* **EXERCISE**:
Exact reproduction required: the lines below from the line with "pub struct EscrowEventRouter" to the line with "impl InboundHandler for", both ends included, and no others.

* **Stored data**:
....

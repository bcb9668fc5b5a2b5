//! Bridges the inbox poller to the engine.

use std::sync::Arc;

use async_trait::async_trait;
use escrow_messaging::{Dispatch, InboundHandler, InboundMessage};
use escrow_types::{MarketplaceEvent, MarketplaceMessage, Result};
use tracing::debug;

use crate::engine::EscrowActionEngine;

/// Decodes inbound text and hands escrow actions to the engine. Anything that
/// is not an escrow action is reported unhandled so it stays in the inbox.
pub struct EscrowEventRouter {
    engine: Arc<EscrowActionEngine>,
}

impl EscrowEventRouter {
    pub fn new(engine: Arc<EscrowActionEngine>) -> Self {
        Self { engine }
    }
}

#[async_trait]
impl InboundHandler for EscrowEventRouter {
    async fn handle(&self, message: &InboundMessage) -> Result<Dispatch> {
        let Some(decoded) = MarketplaceMessage::decode(&message.text)? else {
            debug!(msgid = %message.msgid, "Not an escrow action");
            return Ok(Dispatch::Unhandled);
        };

        let event = MarketplaceEvent {
            msgid: message.msgid.clone(),
            from: message.from.clone(),
            to: message.to.clone(),
            received: message.received,
            message: decoded,
        };
        self.engine.process_event(&event).await?;

        Ok(Dispatch::Handled)
    }
}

....

* **TASK OUTPUT**:
pub struct EscrowEventRouter {
    engine: Arc<EscrowActionEngine>,
}

impl EscrowEventRouter {
    pub fn new(engine: Arc<EscrowActionEngine>) -> Self {
        Self { engine }
    }
}

#[async_trait]
impl InboundHandler for EscrowEventRouter {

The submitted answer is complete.